With the help of Claus Juhl (you my recall him from the Channel 9 video I posted about last August), I was able to look to see what the localizers for the various Windows language releases did to to both strings:
Here are some of the highlights....
First of all, Jackdaws love my big sphinx of quartz was not localized for any language. You can contemplate what this means for the algorithm I posted. :-)
Second of all, this is clearly a problem like the one from 'Cette phrase en français est difficile à traduire en anglais', since it clearly not intended that an actual translation of 'The quick brown fox jumps over the lazy dog' be done. What is desired is a pangram covering the letters in the target language.

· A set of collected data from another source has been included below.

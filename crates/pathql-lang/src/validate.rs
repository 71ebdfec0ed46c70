//! Structural checks on loaded trees.

use crate::ast::{Expr, Index, PathExpr, PathStep, ShapeElement, SortExpr};
use crate::error::LangError;

/// Check the structural rules a tree must satisfy before evaluation:
///
/// - a path may only be empty if it is partial;
/// - object refs and embedded expressions may only start an absolute path;
/// - pointer, alias and shape element names are non-empty.
pub fn validate(expr: &Expr) -> Result<(), LangError> {
    match expr {
        Expr::Str { .. } | Expr::Int { .. } | Expr::Float { .. } | Expr::Bool { .. } => Ok(()),
        Expr::Set { elements } | Expr::Tuple { elements } | Expr::Array { elements } => {
            elements.iter().try_for_each(validate)
        }
        Expr::NamedTuple { elements } => elements.iter().try_for_each(|el| {
            non_empty(&el.name, "named tuple element")?;
            validate(&el.value)
        }),
        Expr::BinOp { op, left, right } => {
            non_empty(op, "operator")?;
            validate(left)?;
            validate(right)
        }
        Expr::UnaryOp { op, operand } => {
            non_empty(op, "operator")?;
            validate(operand)
        }
        Expr::Call { func, args } => {
            non_empty(func, "function")?;
            args.iter().try_for_each(validate)
        }
        Expr::Cast { ty, expr } => {
            non_empty(ty, "cast type")?;
            validate(expr)
        }
        Expr::IfElse {
            if_expr,
            condition,
            else_expr,
        } => {
            validate(if_expr)?;
            validate(condition)?;
            validate(else_expr)
        }
        Expr::Indirection { arg, indices } => {
            validate(arg)?;
            for index in indices {
                match index {
                    Index::Index { index } => validate(index)?,
                    Index::Slice { start, stop } => {
                        if let Some(start) = start {
                            validate(start)?;
                        }
                        if let Some(stop) = stop {
                            validate(stop)?;
                        }
                    }
                }
            }
            Ok(())
        }
        Expr::Path(path) => validate_path(path),
        Expr::Shape(shape) => {
            if let Some(subject) = &shape.expr {
                validate(subject)?;
            }
            shape.elements.iter().try_for_each(validate_element)
        }
        Expr::Select(query) => {
            for alias in &query.aliases {
                non_empty(&alias.name, "alias")?;
                validate(&alias.expr)?;
            }
            if let Some(alias) = &query.result_alias {
                non_empty(alias, "result alias")?;
            }
            validate(&query.result)?;
            validate_clauses(
                query.filter.as_ref(),
                &query.order_by,
                query.offset.as_ref(),
                query.limit.as_ref(),
            )
        }
        Expr::For(query) => {
            for alias in &query.aliases {
                non_empty(&alias.name, "alias")?;
                validate(&alias.expr)?;
            }
            non_empty(&query.iterator_alias, "iterator alias")?;
            validate(&query.iterator)?;
            validate(&query.result)
        }
        Expr::Detached { expr } => validate(expr),
    }
}

fn validate_path(path: &PathExpr) -> Result<(), LangError> {
    if path.steps.is_empty() && !path.partial {
        return Err(LangError::invalid("empty path"));
    }

    for (i, step) in path.steps.iter().enumerate() {
        match step {
            PathStep::ObjectRef { name } => {
                non_empty(name, "object ref")?;
                if i > 0 || path.partial {
                    return Err(LangError::invalid(format!(
                        "object ref '{}' must start an absolute path",
                        name
                    )));
                }
            }
            PathStep::Expr { expr } => {
                if i > 0 || path.partial {
                    return Err(LangError::invalid(format!(
                        "embedded {} must start an absolute path",
                        expr.kind_name()
                    )));
                }
                validate(expr)?;
            }
            PathStep::Ptr(ptr) => non_empty(&ptr.name, "pointer")?,
            PathStep::TypeIntersection { name } => non_empty(name, "type intersection")?,
        }
    }
    Ok(())
}

fn validate_element(el: &ShapeElement) -> Result<(), LangError> {
    non_empty(&el.ptr.name, "shape element")?;
    if let Some(compexpr) = &el.compexpr {
        validate(compexpr)?;
    }
    el.elements.iter().try_for_each(validate_element)?;
    validate_clauses(
        el.filter.as_ref(),
        &el.order_by,
        el.offset.as_ref(),
        el.limit.as_ref(),
    )
}

fn validate_clauses(
    filter: Option<&Expr>,
    order_by: &[SortExpr],
    offset: Option<&Expr>,
    limit: Option<&Expr>,
) -> Result<(), LangError> {
    if let Some(filter) = filter {
        validate(filter)?;
    }
    for key in order_by {
        validate(&key.path)?;
    }
    if let Some(offset) = offset {
        validate(offset)?;
    }
    if let Some(limit) = limit {
        validate(limit)?;
    }
    Ok(())
}

fn non_empty(name: &str, what: &str) -> Result<(), LangError> {
    if name.is_empty() {
        Err(LangError::invalid(format!("{} name must not be empty", what)))
    } else {
        Ok(())
    }
}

Let's see how it worked out with a bunch of those languages:
Arabic: من طلب العلا سهر الليالي. Bulgarian: Вкъщи не яж сьомга с фиде без ракийка и хапка люта чушчица! Chinese (PRC): The quick brown fox jumps over the lazy dog1. Chinese (Taiwan): 微風迎客,軟語伴茶 Czech: Příliš žluťoučký kůň úpěl ďábelské ódy! Danish: Quizdeltagerne spiste jordbær med fløde, mens cirkusklovnen Walther spillede på xylofon. Dutch: Pa's wijze lynx bezag vroom het fikse aquaduct. Finnish: Tämä on malliteksti. French: Voix ambiguë d'un cœur qui au zéphyr préfère les jattes de kiwis. German: Franz jagt im komplett verwahrlosten Taxi quer durch Bayern. Greek: Θέλει αρετή και τόλμη η ελευθερία (Ανδρέας Κάλβος). Hebrew: דג סקרן שט לו בים זך אך לפתע פגש חבורה נחמדה שצצה כך. Hindi: सारे जहाँ से अच्छा हिंदोस्तां हमारा. Hungarian: Árvíztűrő tükörfúrógép ÁRVÍZTŰRŐ TÜKÖRFÚRÓGÉP Italian: Cantami o Diva del pelide Achille l'ira funesta. Japanese: Windows でコンピュータの世界が広がります。 Korean: 다람쥐 헌 쳇바퀴에 타고파. Norwegian: En god stil må først og fremst være klar. Den må være passende. Aristoteles. Polish: Zażółć gęślą jaźń. Portuguese (Brazilian): abcdefghijklmnopqrstuvwxyz. Portuguese (Iberian): A rápida raposa castanha salta em cima do cão lento. Russian: Съешь еще этих мягких французских булок, да выпей чаю. Slovak: Kŕdeľ ďatľov učí koňa žrať kôru. Slovenian: V kožuščku hudobnega fanta stopiclja mizar in kliče Spanish: El veloz murciélago hindú comía feliz cardillo y kiwi. La cigüeña tocaba el saxofón detrás del palenque de paja. Swedish: Flygande bäckasiner söka hwila på mjuka tuvor. Turkish: abcçdefgğhıijklmnoöpqrsştuüvwxyz.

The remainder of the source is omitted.